Numerical solution to the problem of the interaction of partially insulated cracks in a two-component material subjected to a heat flux

The paper is devoted to a heat conduction problem for two-component materials (bimaterials) with a system of cracks, i.e. an interface crack and internal cracks in one of the materials. It is supposed that the cracks are partially thermal insulated, and the bimaterial is subjected to a heat flux applied at infinity and normal to the interface. Previously obtained system of singular integral equations is used, where the unknowns are the derivatives of the temperature jumps on the crack lines. The regular kernels of the equations contain the geometry of the problem, i.e. the coordinates of the crack centers, inclination angles of the cracks to the interface and crack lengths. The singular integral equations were solved numerically using the quadrature formulas based on the Chebyshev polynomials. Then, the local characteristics of the heat distribution near the crack tips, namely, the thermal intensity factors, were obtained.
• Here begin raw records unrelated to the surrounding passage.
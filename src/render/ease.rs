/// Easing applied to a transition's progress.
#[derive(Clone, Copy, Debug, Default, PartialEq, Eq, clap::ValueEnum)]
pub enum Ease {
    #[default]
    Linear,
    QuadInOut,
    CubicInOut,
}

impl Ease {
    pub fn apply(self, t: f64) -> f64 {
        let t = t.clamp(0.0, 1.0);
        match self {
            Self::Linear => t,
            Self::QuadInOut if t < 0.5 => 2.0 * t * t,
            Self::QuadInOut => 1.0 - (2.0 - 2.0 * t).powi(2) / 2.0,
            Self::CubicInOut if t < 0.5 => 4.0 * t.powi(3),
            Self::CubicInOut => 1.0 - (2.0 - 2.0 * t).powi(3) / 2.0,
        }
    }
}
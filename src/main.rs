use anyhow::Result;
use clap::Parser;
use tracing::error;

use racebar::app::{print_race_summary, run_race};
use racebar::utils::{setup_logging, validate_args};
use racebar::Args;

fn main() -> Result<()> {
    let args = Args::parse();
    setup_logging(args.verbose);

    validate_args(&args)?;

    match run_race(&args) {
        Ok(summary) => {
            print_race_summary(&summary, &args);
            Ok(())
        }
        Err(e) => {
            error!(action = "failed", component = "racebar", "Error: {e:#}");
            std::process::exit(1);
        }
    }
}
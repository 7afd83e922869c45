use std::collections::HashSet;

use crate::config::ChartConfig;
use crate::keyframes::{Keyframe, RankEntry};
use crate::race::Race;
use crate::render::color::string_to_colour;
use crate::render::scale::{BandScale, LinearScale};
use crate::utils::format_count;

/// Chart width in pixels per requested axis tick.
const PIXELS_PER_TICK: f64 = 160.0;

/// Bar geometry at one end of a transition.
#[derive(Debug, Clone, Copy, PartialEq)]
struct Placement {
    width: f64,
    y: f64,
    value: f64,
}

#[derive(Debug, Clone, PartialEq)]
struct Motion {
    name: String,
    colour: String,
    from: Placement,
    to: Placement,
    exiting: bool,
}

#[derive(Debug, Clone, PartialEq)]
pub struct BarShape {
    pub name: String,
    pub colour: String,
    pub x: f64,
    pub y: f64,
    pub width: f64,
    pub height: f64,
    /// Label text for the bar's value.
    pub value_label: String,
    pub exiting: bool,
}

#[derive(Debug, Clone, PartialEq)]
pub struct Tick {
    pub x: f64,
    /// `None` for the leading tick, which draws a line only.
    pub label: Option<String>,
}

/// Everything drawn in one frame, in pixel space.
#[derive(Debug, Clone, PartialEq)]
pub struct Scene {
    pub width: f64,
    pub height: f64,
    pub bars: Vec<BarShape>,
    pub ticks: Vec<Tick>,
    /// Baseline of the axis, above the first bar.
    pub axis_y: f64,
    pub tick_height: f64,
    /// Date text drawn in the lower right corner.
    pub ticker: String,
    pub ticker_y: f64,
    pub ticker_size: f64,
}

/// The animated interval leading into one keyframe.
///
/// Bars already on screen slide from where the previous transition left them. Bars entering the
/// top set start from their `prev` appearance, bars leaving it head for their `next` one.
#[derive(Debug, Clone)]
pub struct Transition<'a> {
    config: &'a ChartConfig,
    y: BandScale,
    motions: Vec<Motion>,
    from_max: f64,
    to_max: f64,
    ticker_before: String,
    ticker_after: String,
}

impl<'a> Transition<'a> {
    /// Plan the transition into `race.keyframes[index]`. Returns `None` past the last keyframe.
    pub fn plan(race: &Race, index: usize, config: &'a ChartConfig) -> Option<Self> {
        let keyframe = race.keyframes.get(index)?;
        let previous = index.checked_sub(1).and_then(|i| race.keyframes.get(i));

        let to_max = domain_max(keyframe);
        let from_max = previous.map(domain_max).unwrap_or(to_max);
        let x_new = x_scale(config, to_max);
        let x_old = x_scale(config, from_max);
        let y = y_scale(config);

        let place = |x: &LinearScale, entry: &RankEntry| Placement {
            width: x.apply(entry.value as f64) - x.apply(0.0),
            y: y.apply(entry.rank.min(config.bars)),
            value: entry.value as f64,
        };

        let current = keyframe.top(config.bars);
        let shown_before: &[RankEntry] = previous.map(|k| k.top(config.bars)).unwrap_or(&[]);
        let shown_now: HashSet<&str> = current.iter().map(|e| e.name.as_str()).collect();

        let mut motions = Vec::with_capacity(current.len() + shown_before.len());
        for entry in current {
            let prev = race.transitions.prev(entry);
            let from = match shown_before.iter().find(|e| e.name == entry.name) {
                Some(before) => place(&x_old, before),
                None => place(&x_new, prev),
            };
            motions.push(Motion {
                name: entry.name.clone(),
                colour: string_to_colour(&entry.name),
                from: Placement {
                    value: prev.value as f64,
                    ..from
                },
                to: place(&x_new, entry),
                exiting: false,
            });
        }
        for before in shown_before
            .iter()
            .filter(|e| !shown_now.contains(e.name.as_str()))
        {
            let next = race.transitions.next(before);
            motions.push(Motion {
                name: before.name.clone(),
                colour: string_to_colour(&before.name),
                from: place(&x_old, before),
                to: place(&x_new, next),
                exiting: true,
            });
        }

        let ticker_after = format_date(keyframe);
        let ticker_before = previous
            .or_else(|| race.keyframes.first())
            .map(format_date)
            .unwrap_or_else(|| ticker_after.clone());

        Some(Self {
            config,
            y,
            motions,
            from_max,
            to_max,
            ticker_before,
            ticker_after,
        })
    }

    /// Scene at progress `t` in `[0, 1]`, before easing.
    pub fn scene(&self, t: f64) -> Scene {
        let config = self.config;
        let e = config.ease.apply(t);
        let x = x_scale(config, lerp(self.from_max, self.to_max, e));
        let x0 = x.apply(0.0);

        let ticks = x
            .ticks(config.width / PIXELS_PER_TICK)
            .into_iter()
            .enumerate()
            .map(|(i, value)| Tick {
                x: x.apply(value),
                label: (i > 0).then(|| format_count(value)),
            })
            .collect();

        let bars = self
            .motions
            .iter()
            .map(|m| BarShape {
                name: m.name.clone(),
                colour: m.colour.clone(),
                x: x0,
                y: lerp(m.from.y, m.to.y, e),
                width: lerp(m.from.width, m.to.width, e).max(0.0),
                height: self.y.bandwidth(),
                value_label: format_count(lerp(m.from.value, m.to.value, e)),
                exiting: m.exiting,
            })
            .collect();

        let ticker = if t >= 1.0 {
            &self.ticker_after
        } else {
            &self.ticker_before
        };

        Scene {
            width: config.width,
            height: config.height(),
            bars,
            ticks,
            axis_y: config.margin.top,
            tick_height: config.bar_size * (config.bars as f64 + 0.1),
            ticker: ticker.clone(),
            ticker_y: config.margin.top + config.bar_size * (config.bars as f64 - 0.45),
            ticker_size: config.bar_size,
        }
    }
}

fn domain_max(keyframe: &Keyframe) -> f64 {
    keyframe.top_value().max(1) as f64
}

fn x_scale(config: &ChartConfig, max: f64) -> LinearScale {
    LinearScale::new(
        (0.0, max),
        (config.margin.left, config.width - config.margin.right),
    )
}

fn y_scale(config: &ChartConfig) -> BandScale {
    let top = config.margin.top;
    BandScale::new(
        config.bars.saturating_add(1),
        (top, top + config.bar_size * (config.bars as f64 + 1.1)),
        0.1,
    )
}

fn format_date(keyframe: &Keyframe) -> String {
    keyframe.date.format("%Y-%m-%d").to_string()
}

fn lerp(a: f64, b: f64, t: f64) -> f64 {
    a + (b - a) * t
}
The thermal intensity factors are an analogue of the stress intensity factors in the fracture mechanics. The influence of the inclination angles of internal cracks and their location on the thermal intensity factors in the tips of the interface crack was analysed for different thermal conductivity coefficients of the constituent materials and for different parameters of thermal permeability of the crack surfaces. The following combinations of materials were used: $\mathrm{TiC/SiC}$, $\mathrm{Al_2O_3/SiC}$, $\mathrm{TiC/Al_2O_3}$, $\mathrm{TiC/ZrO_2}$. It was shown that internal cracks can either decrease or increase the thermal intensity factors at the interface crack tips in comparison to the results for a single interface crack. The variation of the thermal intensity factors in the vicinity of the interface crack causes essential non-homogeneity of the heat fluxes in these domains which could lead to high residual stresses at the interface.